The cAMP-dependent activation of the cystic fibrosis transmembrane conductance regulator (CFTR) and its modulation through inhibition of phosphodiesterases (PDE) were studied with the cell-attached patchclamp technique in Calu-3 cells (expressing endogenous CFTR) and NIH3T3 cells [expressing either wild-type (Wt)-CFTR or Delta F508-CFTR]. In Calu-3 cells, CFTR current was augmented by increasing concentrations of 8-(4-chlorophenylthio)-adenosine 3',5'-cyclic monophosphate (CPT-cAMP) and reached a saturating level at greater than or equal to 60 mu M. Varying the forskolin concentration also modulated CFTR activity; 10 mu M was maximally effective since supplemental application of 200 mu M CPT-cAMP had no additional effect.
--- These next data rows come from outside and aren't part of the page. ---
//! Generic XML events and the tokenizer that produces them.
//!
//! The model builder never talks to an XML library directly. It consumes a
//! finite sequence of [`XmlEvent`]s from any [`XmlEventSource`]; the default
//! source wraps `quick-xml`.

use quick_xml::events::Event;
use quick_xml::Reader;

use crate::error::{Result, XmlError};

/// One attribute of a start element, already unescaped.
#[derive(Debug, Clone, PartialEq, Eq)]
pub struct Attribute {
    pub name: String,
    pub value: String,
}

impl Attribute {
    pub fn new(name: impl Into<String>, value: impl Into<String>) -> Self {
        Self {
            name: name.into(),
            value: value.into(),
        }
    }
}

/// A tokenizer event in document order.
#[derive(Debug, Clone, PartialEq, Eq)]
pub enum XmlEvent {
    StartElement {
        name: String,
        attributes: Vec<Attribute>,
    },
    EndElement {
        name: String,
    },
    /// Non-whitespace character data.
    Text(String),
}

impl XmlEvent {
    /// Convenience constructor for tests and synthetic sources.
    pub fn start(name: &str, attributes: &[(&str, &str)]) -> Self {
        Self::StartElement {
            name: name.to_string(),
            attributes: attributes
                .iter()
                .map(|(k, v)| Attribute::new(*k, *v))
                .collect(),
        }
    }

    pub fn end(name: &str) -> Self {
        Self::EndElement {
            name: name.to_string(),
        }
    }
}

/// Produces a finite, restartable event sequence.
///
/// Calling [`events`](Self::events) twice yields the same sequence.
pub trait XmlEventSource {
    fn events(&self) -> Result<Vec<XmlEvent>>;
}

impl XmlEventSource for [XmlEvent] {
    fn events(&self) -> Result<Vec<XmlEvent>> {
        Ok(self.to_vec())
    }
}

impl XmlEventSource for Vec<XmlEvent> {
    fn events(&self) -> Result<Vec<XmlEvent>> {
        Ok(self.clone())
    }
}

/// Tokenizes an XML document held in memory.
#[derive(Debug, Clone, Copy)]
pub struct QuickXmlSource<'a> {
    text: &'a str,
}

impl<'a> QuickXmlSource<'a> {
    pub fn new(text: &'a str) -> Self {
        Self { text }
    }
}

impl XmlEventSource for QuickXmlSource<'_> {
    fn events(&self) -> Result<Vec<XmlEvent>> {
        let mut reader = Reader::from_str(self.text);
        reader.config_mut().trim_text(true);

        let mut events = Vec::new();
        let mut depth = 0usize;
        loop {
            let position = reader.buffer_position() as u64;
            let event = reader.read_event().map_err(|e| malformed(position, e))?;
            match event {
                Event::Start(e) => {
                    depth += 1;
                    events.push(XmlEvent::StartElement {
                        name: decode_name(e.name().as_ref()),
                        attributes: read_attributes(&e, position)?,
                    });
                }
                Event::Empty(e) => {
                    let name = decode_name(e.name().as_ref());
                    events.push(XmlEvent::StartElement {
                        name: name.clone(),
                        attributes: read_attributes(&e, position)?,
                    });
                    events.push(XmlEvent::EndElement { name });
                }
                Event::End(e) => {
                    depth = depth.saturating_sub(1);
                    events.push(XmlEvent::EndElement {
                        name: decode_name(e.name().as_ref()),
                    });
                }
                Event::Text(t) => {
                    let text = t.unescape().map_err(|e| malformed(position, e))?;
                    if !text.trim().is_empty() {
                        events.push(XmlEvent::Text(text.into_owned()));
                    }
                }
                Event::CData(c) => {
                    let text = String::from_utf8_lossy(&c.into_inner()).into_owned();
                    events.push(XmlEvent::Text(text));
                }
                Event::Eof => break,
                // Declarations, comments, processing instructions, doctype.
                _ => {}
            }
        }

        if depth != 0 {
            return Err(XmlError::Malformed {
                position: reader.buffer_position() as u64,
                detail: format!("{depth} element(s) left unclosed at end of document"),
            });
        }
        tracing::trace!(events = events.len(), "tokenized model description");
        Ok(events)
    }
}

fn read_attributes(
    start: &quick_xml::events::BytesStart<'_>,
    position: u64,
) -> Result<Vec<Attribute>> {
    let mut attributes = Vec::new();
    for attr in start.attributes() {
        let attr = attr.map_err(|e| malformed(position, e))?;
        let value = attr.unescape_value().map_err(|e| malformed(position, e))?;
        attributes.push(Attribute {
            name: decode_name(attr.key.as_ref()),
            value: value.into_owned(),
        });
    }
    Ok(attributes)
}

fn decode_name(raw: &[u8]) -> String {
    String::from_utf8_lossy(raw).into_owned()
}

fn malformed(position: u64, err: impl std::fmt::Display) -> XmlError {
    XmlError::Malformed {
        position,
        detail: err.to_string(),
    }
}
Activation of CFTR by increasing the cAMP concentration occurs through an increase of the NPo (product of the number of functional channels and the open probability) since the single-channel amplitude remains unchanged. In Calu-3 and NIH3T3-Wt cells, PDE inhibitors, milrinone (100 mu M), 8-cyclopentyl-1,3-dipropylxanthine (CPX, 25 mu M), and 3-isobutyl-1-methylxanthine (IBMX, 200 mu M), did not enhance CFTR current initially activated with 10 mu M forskolin, but each potentiated CFTR activity elicited with a submaximal forskolin concentration (e.g., 100 nM) and prolonged the deactivation of CFTR channel current upon removal of forskolin. Millimolar IBMX increased the NPo of both Wt- and Delta F508-CFTR even tinder maximal cAMP stimulation. Quantitatively, these effects of millimolar IBMX on NPo approximate those of genistein, which potentiates the cAMP-dependent CFTR activity via a mechanism that does not involve increases in cellular cAMP. Thus, depending on the concentration, PDE inhibitors may affect CFTR through different mechanisms.